Base Configuration Reference

The config/base.toml file defines the global defaults for the scraper These values serve as the fallback for all site-specific configurations and define the core operating settings for the Scrapy engine and proxy middleware.

Configuration Merging

The application follows a strict hierarchy for setting values: 1. Site Config (config/sites/*.toml): Highest priority. 2. Environment Variables: Overrides prefixed with ONION_PEELER__ (e.g., ONION_PEELER__PROXY__TOR_PORT). 3. Base Config (config/base.toml): The global defaults.


System Settings ([system])

General application-level parameters.

Key Type Description
site string The default site ID to load if none is specified at runtime.

Scrapy Engine ([scrapy])

These settings directly map to Scrapy's internal settings.

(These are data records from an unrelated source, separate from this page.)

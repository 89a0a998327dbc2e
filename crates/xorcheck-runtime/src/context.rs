//! Execution context and command queue ownership.

use crate::driver::Driver;
use crate::error::{CheckStatus, Result, RuntimeError};
use crate::selector::SelectedDevice;
use tracing::debug;

/// The context and in-order queue bound to the selected device.
///
/// Dropping it releases the queue, then the context.
pub struct ExecutionContext<D: Driver> {
    // Field order is drop order.
    queue: D::Queue,
    context: D::Context,
}

impl<D: Driver> ExecutionContext<D> {
    /// Creates the context for `selected` and then its command queue.
    ///
    /// # Errors
    /// [`RuntimeError::ContextCreation`] or [`RuntimeError::QueueCreation`]. If
    /// queue creation fails the context is released before returning.
    pub fn create(driver: &D, selected: &SelectedDevice<D>) -> Result<Self> {
        let context = driver
            .create_context(&selected.platform, &selected.device)
            .check_as("create_context", RuntimeError::ContextCreation)?;
        let queue = driver
            .create_queue(&context, &selected.device)
            .check_as("create_queue", RuntimeError::QueueCreation)?;
        debug!(device = %selected.name, "created context and queue");

        Ok(Self { queue, context })
    }

    pub fn context(&self) -> &D::Context {
        &self.context
    }

    pub fn queue(&self) -> &D::Queue {
        &self.queue
    }
}
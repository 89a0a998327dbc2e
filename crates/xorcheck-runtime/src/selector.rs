//! Platform and device selection.
//!
//! Policy, in platform-then-device enumeration order:
//! 1. the first GPU-class device on any platform wins and enumeration stops;
//! 2. otherwise the last CPU-class device seen wins;
//! 3. otherwise there is no device.
//!
//! GPUs are never compared against each other.

use crate::driver::{DeviceClass, Driver};
use crate::error::{CheckStatus, Result, RuntimeError};
use tracing::{debug, info};

/// Selection state threaded through the enumeration.
#[derive(Debug, Clone, PartialEq, Eq)]
pub enum Selection<T> {
    NotFound,
    FoundCpu(T),
    FoundGpu(T),
}

impl<T> Selection<T> {
    /// Folds one enumerated device into the selection.
    pub fn observe(self, class: DeviceClass, candidate: T) -> Self {
        match (self, class) {
            (found @ Selection::FoundGpu(_), _) => found,
            (_, DeviceClass::Gpu) => Selection::FoundGpu(candidate),
            (_, DeviceClass::Cpu) => Selection::FoundCpu(candidate),
            (current, DeviceClass::Other) => current,
        }
    }

    /// True once a GPU has been found; nothing can change the outcome after that.
    pub fn is_settled(&self) -> bool {
        matches!(self, Selection::FoundGpu(_))
    }

    pub fn into_inner(self) -> Option<T> {
        match self {
            Selection::NotFound => None,
            Selection::FoundCpu(value) | Selection::FoundGpu(value) => Some(value),
        }
    }
}

/// Applies the policy to an already-enumerated sequence, stopping at the first GPU.
pub fn select_from<T>(enumeration: impl IntoIterator<Item = (DeviceClass, T)>) -> Selection<T> {
    let mut selection = Selection::NotFound;
    for (class, candidate) in enumeration {
        selection = selection.observe(class, candidate);
        if selection.is_settled() {
            break;
        }
    }
    selection
}

/// The platform and device chosen for the run.
pub struct SelectedDevice<D: Driver> {
    pub platform: D::Platform,
    pub device: D::Device,
    pub class: DeviceClass,
    pub name: String,
}

/// Enumerates every platform and device of `driver` and applies the policy.
///
/// # Errors
/// [`RuntimeError::NoDeviceFound`] if no GPU- or CPU-class device exists, or an
/// accelerator call failure from any enumeration or query.
#[tracing::instrument(skip_all, fields(backend = driver.backend_name()))]
pub fn select_device<D: Driver>(driver: &D) -> Result<SelectedDevice<D>> {
    let mut platforms = driver.platforms().check("platforms")?;
    debug!(count = platforms.len(), "enumerated platforms");

    let mut selection = Selection::NotFound;
    'platforms: for (platform_index, platform) in platforms.iter().enumerate() {
        let devices = driver.devices(platform).check("devices")?;
        for (device_index, device) in devices.into_iter().enumerate() {
            let class = driver.device_class(&device).check("device_class")?;
            debug!(platform_index, device_index, %class, "enumerated device");

            selection = selection.observe(class, (platform_index, device, class));
            if selection.is_settled() {
                break 'platforms;
            }
        }
    }

    let (platform_index, device, class) =
        selection.into_inner().ok_or(RuntimeError::NoDeviceFound)?;
    let platform = platforms.swap_remove(platform_index);
    let name = driver.device_name(&device).check("device_name")?;
    info!(device = %name, %class, platform_index, "selected device");

    Ok(SelectedDevice {
        platform,
        device,
        class,
        name,
    })
}

#[cfg(test)]
mod tests {
    use super::*;
    use DeviceClass::{Cpu, Gpu, Other};

    #[test]
    fn test_first_gpu_wins() {
        let selection = select_from([(Cpu, 0), (Gpu, 1), (Gpu, 2), (Cpu, 3)]);
        assert_eq!(selection, Selection::FoundGpu(1));
    }

    #[test]
    fn test_last_cpu_wins_without_gpu() {
        let selection = select_from([(Cpu, 0), (Other, 1), (Cpu, 2), (Other, 3)]);
        assert_eq!(selection, Selection::FoundCpu(2));
    }

    #[test]
    fn test_nothing_usable() {
        assert_eq!(select_from([(Other, 0)]), Selection::NotFound);
        assert_eq!(select_from(Vec::<(DeviceClass, u8)>::new()), Selection::NotFound);
    }

    #[test]
    fn test_gpu_is_sticky() {
        let selection = Selection::FoundGpu("gpu").observe(Cpu, "cpu");
        assert_eq!(selection, Selection::FoundGpu("gpu"));
        assert!(selection.is_settled());
        assert!(!Selection::FoundCpu(()).is_settled());
    }
}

They control the "politeness" and performance of the crawler.

Key Default Description
USER_AGENT Firefox 115.0 The browser identifier sent with every request.
CONCURRENT_REQUESTS 4 Maximum number of concurrent requests.
DOWNLOAD_DELAY 3 Seconds to wait between requests to the same domain.
RANDOMIZE_DOWNLOAD_DELAY true Introduces jitter (0.5x to 1.5x) to the delay to avoid detection.
AUTOTHROTTLE_ENABLED true Automatically adjusts crawl speed based on server load.

Proxy Configuration ([proxy])

Defines how traffic is routed. The application automatically detects .onion domains and routes them through Tor, while routing clearweb traffic through the VPN.

Key Default Description
vpn_host 127.0.0.1 The host address of the VPN HTTP proxy (e.g., Gluetun).
vpn_port 8888 The port for the VPN HTTP proxy.
tor_host 127.0.0.1 The host address for the Tor proxy.
tor_port 9080 The port for the Tor HTTP proxy.
tor_control_port 9051 The port used to communicate with the Tor Control protocol.
tor_control_password ${VAR} Password for IP rotation commands. Supports environment interpolation.

Example base.toml

[system]
site = ""

[proxy]
vpn_host = "127.0.0.1"
vpn_port = 8888
tor_host = "127.0.0.1"
tor_port = 9080
tor_control_port = 9051
tor_control_password = "${TOR_CONTROL_PASSWORD}"